*** RECORDS TO USE
//! Config subcommand handlers.

use crate::cli::{ConfigArgs, ConfigCommand, GlobalOpts};
use crate::config::{self, Config};
use crate::error::CliError;
use crate::output;

/// `value` as a TOML string, escaped as needed.
fn quoted(value: &str) -> String {
    toml::Value::String(value.to_owned()).to_string()
}

/// A table key, quoted unless it is a valid bare key.
fn table_key(name: &str) -> String {
    let bare = !name.is_empty()
        && name
            .chars()
            .all(|c| c.is_ascii_alphanumeric() || c == '-' || c == '_');
    if bare { name.to_owned() } else { quoted(name) }
}

/// Format config for display, masking sensitive fields.
fn format_config_redacted(cfg: &Config) -> String {
    use std::fmt::Write;
    let mut out = String::new();

    if let Some(ref default) = cfg.default_profile {
        let _ = writeln!(out, "default_profile = {}", quoted(default));
    }
    let _ = writeln!(out);
    let _ = writeln!(out, "[defaults]");
    let _ = writeln!(out, "output = {}", quoted(&cfg.defaults.output));
    let _ = writeln!(out, "insecure = {}", cfg.defaults.insecure);
    let _ = writeln!(out, "timeout = {}", cfg.defaults.timeout);

    let mut names: Vec<_> = cfg.profiles.keys().collect();
    names.sort();
    for name in names {
        let Some(p) = cfg.profiles.get(name) else {
            continue;
        };
        let _ = writeln!(out);
        let _ = writeln!(out, "[profiles.{}]", table_key(name));
        let _ = writeln!(out, "server = {}", quoted(&p.server));
        let _ = writeln!(out, "api_path = {}", quoted(&p.api_path));
        if let Some(ref cable) = p.cable_path {
            let _ = writeln!(out, "cable_path = {}", quoted(cable));
        }
        if p.token.is_some() {
            let _ = writeln!(out, "token = \"****\"");
        }
        if let Some(ref env) = p.token_env {
            let _ = writeln!(out, "token_env = {}", quoted(env));
        }
        if let Some(ref ca) = p.ca_cert {
            let _ = writeln!(out, "ca_cert = {}", quoted(&ca.display().to_string()));
        }
        if let Some(insecure) = p.insecure {
            let _ = writeln!(out, "insecure = {insecure}");
        }
        if let Some(timeout) = p.timeout {
            let _ = writeln!(out, "timeout = {timeout}");
        }
    }

    out
}

pub fn handle(args: &ConfigArgs, global: &GlobalOpts) -> Result<(), CliError> {
    match args.command {
        ConfigCommand::Show => {
            let cfg = modcfg_config::load_config()?;
            output::print_output(format_config_redacted(&cfg).trim_end(), global.quiet);
            Ok(())
        }
        ConfigCommand::Path => {
            output::print_output(&config::config_path().display().to_string(), global.quiet);
            Ok(())
        }
    }
}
******
▸ **TRY IT**: Give back every line of the data exactly as it was written.

▸ **SOLVED PROBLEM**:
//! Config subcommand handlers.

use crate::cli::{ConfigArgs, ConfigCommand, GlobalOpts};
use crate::config::{self, Config};
use crate::error::CliError;
use crate::output;

/// `value` as a TOML string, escaped as needed.
fn quoted(value: &str) -> String {
    toml::Value::String(value.to_owned()).to_string()
}

/// A table key, quoted unless it is a valid bare key.
fn table_key(name: &str) -> String {
    let bare = !name.is_empty()
        && name
            .chars()
            .all(|c| c.is_ascii_alphanumeric() || c == '-' || c == '_');
    if bare { name.to_owned() } else { quoted(name) }
}

/// Format config for display, masking sensitive fields.
fn format_config_redacted(cfg: &Config) -> String {
    use std::fmt::Write;
    let mut out = String::new();

    if let Some(ref default) = cfg.default_profile {
        let _ = writeln!(out, "default_profile = {}", quoted(default));
    }
    let _ = writeln!(out);
    let _ = writeln!(out, "[defaults]");
    let _ = writeln!(out, "output = {}", quoted(&cfg.defaults.output));
    let _ = writeln!(out, "insecure = {}", cfg.defaults.insecure);
    let _ = writeln!(out, "timeout = {}", cfg.defaults.timeout);

    let mut names: Vec<_> = cfg.profiles.keys().collect();
    names.sort();
    for name in names {
        let Some(p) = cfg.profiles.get(name) else {
            continue;
        };
        let _ = writeln!(out);
        let _ = writeln!(out, "[profiles.{}]", table_key(name));
        let _ = writeln!(out, "server = {}", quoted(&p.server));
        let _ = writeln!(out, "api_path = {}", quoted(&p.api_path));
        if let Some(ref cable) = p.cable_path {
            let _ = writeln!(out, "cable_path = {}", quoted(cable));
        }
        if p.token.is_some() {
            let _ = writeln!(out, "token = \"****\"");
        }
        if let Some(ref env) = p.token_env {
            let _ = writeln!(out, "token_env = {}", quoted(env));
        }
        if let Some(ref ca) = p.ca_cert {
            let _ = writeln!(out, "ca_cert = {}", quoted(&ca.display().to_string()));
        }
        if let Some(insecure) = p.insecure {
            let _ = writeln!(out, "insecure = {insecure}");
        }
        if let Some(timeout) = p.timeout {
            let _ = writeln!(out, "timeout = {timeout}");
        }
    }

    out
}

pub fn handle(args: &ConfigArgs, global: &GlobalOpts) -> Result<(), CliError> {
    match args.command {
        ConfigCommand::Show => {
            let cfg = modcfg_config::load_config()?;
            output::print_output(format_config_redacted(&cfg).trim_end(), global.quiet);
            Ok(())
        }
        ConfigCommand::Path => {
            output::print_output(&config::config_path().display().to_string(), global.quiet);
            Ok(())
        }
    }
}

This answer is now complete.